In April 1711, the Habsburg candidate for the Spanish throne, Archduke Charles, succeeded his brother Joseph as Holy Roman Emperor. Since the British and Dutch viewed a union of Spain with Austria as unwelcome as one with France, this undermined a key reason for continuing the war. Although the capture of Bouchain in September 1711 removed one of the last significant obstacles to the Allied advance, the new British government had already secretly negotiated peace terms with Louis XIV, signing the Preliminary Articles of London on 8 October 1711. Marlborough was soon replaced by the Duke of Ormonde, who was ordered to prevent any further offensive action by British troops.

==Legacy==

While the battle is now chiefly remembered by British and Dutch commentators for the casualties incurred, the French view it differently. At the beginning of the war, their army was considered the best in Europe, a reputation shattered by a series of defeats between 1704 and 1708. Despite being a narrow defeat which did little to change the immediate strategic situation, Malplaquet is seen as more important than victory at Denain in 1712. Historian André Corvisier suggests its significance in French military history is primarily psychological. He argues 18th century authors viewed it as the point when the French army regained its confidence, while for those writing after the 1870 Franco-Prussian War, it provided proof of French resilience and ability to recover from catastrophic defeat.

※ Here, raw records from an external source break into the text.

use anyhow::Context;
use chrono::{Datelike, Utc};
use std::sync::Arc;
use stockroom_api::{
    build_app,
    config::{init_tracing, load_config},
    db,
    events::{process_events, EventSender},
    services::purchase_orders::ensure_po_sequence,
    AppState,
};
use tokio::sync::mpsc;
use tracing::info;

#[tokio::main]
async fn main() -> anyhow::Result<()> {
    let config = load_config().context("Failed to load configuration")?;
    init_tracing(&config.log_level, config.log_json);

    info!(
        "Starting stockroom-api {} in {} mode",
        env!("CARGO_PKG_VERSION"),
        config.environment
    );

    let pool = db::establish_connection_from_app_config(&config)
        .await
        .context("Failed to connect to the database")?;
    if config.auto_migrate {
        db::run_migrations(&pool).await?;
    }
    db::check_connection(&pool).await?;
    let pool = Arc::new(pool);

    // The current year's PO number sequence is seeded up front so the first
    // concurrent creators of the year never race on the insert.
    ensure_po_sequence(&*pool, Utc::now().year()).await?;

    let (tx, rx) = mpsc::channel(config.event_channel_capacity);
    let event_sender = EventSender::new(tx);
    tokio::spawn(process_events(rx));

    let addr = format!("{}:{}", config.host, config.port);
    let state = AppState::new(pool, config, event_sender);
    let app = build_app(state);

    let listener = tokio::net::TcpListener::bind(&addr)
        .await
        .with_context(|| format!("Failed to bind {}", addr))?;
    info!("Listening on {}", addr);

    axum::serve(listener, app)
        .with_graceful_shutdown(shutdown_signal())
        .await
        .context("Server error")?;

    info!("Shutdown complete");
    Ok(())
}

async fn shutdown_signal() {
    let ctrl_c = async {
        if let Err(e) = tokio::signal::ctrl_c().await {
            tracing::error!("Failed to install Ctrl+C handler: {}", e);
        }
    };

    #[cfg(unix)]
    let terminate = async {
        match tokio::signal::unix::signal(tokio::signal::unix::SignalKind::terminate()) {
            Ok(mut signal) => {
                signal.recv().await;
            }
            Err(e) => tracing::error!("Failed to install SIGTERM handler: {}", e),
        }
    };

    #[cfg(not(unix))]
    let terminate = std::future::pending::<()>();

    tokio::select! {
        _ = ctrl_c => info!("Received Ctrl+C, shutting down"),
        _ = terminate => info!("Received SIGTERM, shutting down"),
    }
}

A total of fourteen battalions of Swiss mercenaries fought in the battle, six with the French, including two of Swiss Guards, and another eight with the Dutch. Malplaquet was the last action where Swiss mercenaries directly engaged one another until Bailén in 1808.

Written many years later, a firsthand account of the battle is given in the book Amiable Renegade: The Memoirs of Peter Drake (1671–1753). An Irishman who served in various European armies, Drake fought with the Maison du Roi at Malplaquet and was captured after being wounded several times. Another prominent Irish émigré, Féilim Ó Néill, was among those killed serving with the Irish Brigade.